__About this exercise__:
Your result should be the lines holding the word "configuration", copied from the entries below.

__Records for the exercise__:
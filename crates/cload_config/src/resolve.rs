//! Settings resolution: merging the configuration file with the process
//! environment into the values the loader runs with.

use crate::error::ConfigError;
use crate::types::{LoaderConfig, Placement, ToolchainSection, DEFAULT_CACHE_DIR};
use cload_common::Role;
use std::collections::BTreeMap;
use std::path::{Path, PathBuf};
use std::time::Duration;

/// Environment variable selecting the compilation role.
pub const ROLE_ENV_VAR: &str = "CLOAD_ROLE";

/// Fully resolved loader settings.
///
/// Exactly one role is active. Search paths are absolute (resolved against
/// the directory that holds `cload.toml`).
#[derive(Debug, Clone)]
pub struct Settings {
    /// The active compilation role.
    pub role: Role,
    /// Option names per role, in declaration order.
    pub role_options: BTreeMap<Role, Vec<String>>,
    /// Directories scanned for foreign-source modules.
    pub search_paths: Vec<PathBuf>,
    /// Placement among sibling import handlers.
    pub placement: Placement,
    /// Cache directory name colocated with each source.
    pub cache_dir_name: String,
    /// Optional wall-clock limit per toolchain subprocess.
    pub timeout: Option<Duration>,
    /// Build attempts retained per transcript log.
    pub transcript_retain: usize,
    /// Age after which abandoned workspaces are purged.
    pub stale_workspace_after: Duration,
    /// Compiler selection and extra flags.
    pub toolchain: ToolchainSection,
}

impl Settings {
    /// Settings with defaults for everything but the role and search paths.
    pub fn new(role: Role, search_paths: Vec<PathBuf>) -> Self {
        Self {
            role,
            role_options: BTreeMap::new(),
            search_paths,
            placement: Placement::Append,
            cache_dir_name: DEFAULT_CACHE_DIR.to_string(),
            timeout: None,
            transcript_retain: 16,
            stale_workspace_after: Duration::from_secs(3600),
            toolchain: ToolchainSection::default(),
        }
    }

    /// Option names declared for the active role.
    pub fn active_options(&self) -> &[String] {
        self.role_options
            .get(&self.role)
            .map(Vec::as_slice)
            .unwrap_or(&[])
    }
}

/// Reads the role selection from the `CLOAD_ROLE` environment variable.
pub fn role_from_environment() -> Option<String> {
    std::env::var(ROLE_ENV_VAR).ok().filter(|v| !v.trim().is_empty())
}

/// Resolves settings from a parsed configuration.
///
/// `env_role` takes precedence over `loader.role`. A missing or unknown role
/// is an error: the loader cannot choose a compilation mode on its own.
pub fn resolve_settings(
    config: &LoaderConfig,
    base_dir: &Path,
    env_role: Option<&str>,
) -> Result<Settings, ConfigError> {
    let role_name = env_role
        .or(config.loader.role.as_deref())
        .ok_or(ConfigError::MissingRole)?;
    let role: Role = role_name.parse()?;

    let mut role_options = BTreeMap::new();
    for (name, options) in &config.role_options {
        role_options.insert(name.parse::<Role>()?, options.clone());
    }

    let search_paths = config
        .loader
        .search_paths
        .iter()
        .map(|p| absolutize(base_dir, p))
        .collect();

    let mut toolchain = config.toolchain.clone();
    toolchain.include_dirs = toolchain
        .include_dirs
        .iter()
        .map(|p| absolutize(base_dir, p).to_string_lossy().into_owned())
        .collect();
    toolchain.library_dirs = toolchain
        .library_dirs
        .iter()
        .map(|p| absolutize(base_dir, p).to_string_lossy().into_owned())
        .collect();

    Ok(Settings {
        role,
        role_options,
        search_paths,
        placement: config.loader.placement.clone(),
        cache_dir_name: config.loader.cache_dir.clone(),
        timeout: config.loader.timeout_secs.map(Duration::from_secs),
        transcript_retain: config.loader.transcript_retain,
        stale_workspace_after: Duration::from_secs(config.loader.stale_workspace_secs),
        toolchain,
    })
}

fn absolutize(base: &Path, p: &str) -> PathBuf {
    let path = Path::new(p);
    if path.is_absolute() {
        path.to_path_buf()
    } else {
        base.join(path)
    }
}
//! `cload probe` prints the toolchain environment the loader would build with.

use cload_toolchain::{Environment, Prober};

use crate::project::{load_project_config, resolve_project_root};
use crate::{GlobalArgs, ProbeArgs, ReportFormat};

/// Runs the `cload probe` command.
///
/// Returns exit code 0 when a usable compiler was found. Probe failures are
/// returned as errors.
pub fn run(args: &ProbeArgs, global: &GlobalArgs) -> Result<i32, Box<dyn std::error::Error>> {
    let root = resolve_project_root(global)?;
    let config = load_project_config(&root)?;
    let env = Prober::shared(&config.toolchain).probe()?;

    match args.format {
        ReportFormat::Text => print!("{}", render_text(&env)),
        ReportFormat::Json => println!("{}", serde_json::to_string_pretty(&*env)?),
    }
    Ok(0)
}

fn render_text(env: &Environment) -> String {
    let mut out = String::new();
    out.push_str(&format!(
        "cc:        {} ({})\n",
        env.cc.path.display(),
        env.cc.version_line()
    ));
    match &env.cxx {
        Some(cxx) => out.push_str(&format!(
            "c++:       {} ({})\n",
            cxx.path.display(),
            cxx.version_line()
        )),
        None => out.push_str("c++:       (none, using cc)\n"),
    }
    out.push_str(&format!(
        "platform:  {}-{} (.{})\n",
        env.platform.os, env.platform.arch, env.platform.artifact_suffix
    ));
    out.push_str(&format!("link:      {}\n", env.platform.link_flags.join(" ")));
    for dir in &env.include_dirs {
        out.push_str(&format!("include:   {}\n", dir.display()));
    }
    for dir in &env.library_dirs {
        out.push_str(&format!("library:   {}\n", dir.display()));
    }
    if !env.cflags.is_empty() {
        out.push_str(&format!("cflags:    {}\n", env.cflags.join(" ")));
    }
    if !env.ldflags.is_empty() {
        out.push_str(&format!("ldflags:   {}\n", env.ldflags.join(" ")));
    }
    out
}

#[cfg(test)]
mod tests {
    use super::*;
    use cload_toolchain::{Compiler, Platform};
    use std::path::PathBuf;

    fn environment() -> Environment {
        Environment {
            cc: Compiler {
                path: PathBuf::from("/usr/bin/cc"),
                version: "cc (Fake) 1.0\nCopyright".to_string(),
            },
            cxx: None,
            include_dirs: vec![PathBuf::from("/opt/include")],
            library_dirs: Vec::new(),
            cflags: vec!["-Wall".to_string()],
            ldflags: Vec::new(),
            platform: Platform {
                os: "linux".to_string(),
                arch: "x86_64".to_string(),
                artifact_suffix: "so".to_string(),
                link_flags: vec!["-shared".to_string()],
            },
        }
    }

    #[test]
    fn text_lists_drivers_and_paths() {
        let text = render_text(&environment());
        assert!(text.contains("cc:        /usr/bin/cc (cc (Fake) 1.0)"));
        assert!(text.contains("(none, using cc)"));
        assert!(text.contains("linux-x86_64 (.so)"));
        assert!(text.contains("include:   /opt/include"));
        assert!(text.contains("cflags:    -Wall"));
        assert!(!text.contains("ldflags"));
    }

    #[test]
    fn json_is_structured() {
        let json: serde_json::Value =
            serde_json::from_str(&serde_json::to_string(&environment()).unwrap()).unwrap();
        assert_eq!(json["cc"]["path"], "/usr/bin/cc");
        assert_eq!(json["platform"]["artifact_suffix"], "so");
        assert!(json["cxx"].is_null());
    }
}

__Task result__:
//! Settings resolution: merging the configuration file with the process
/// Resolves settings from a parsed configuration.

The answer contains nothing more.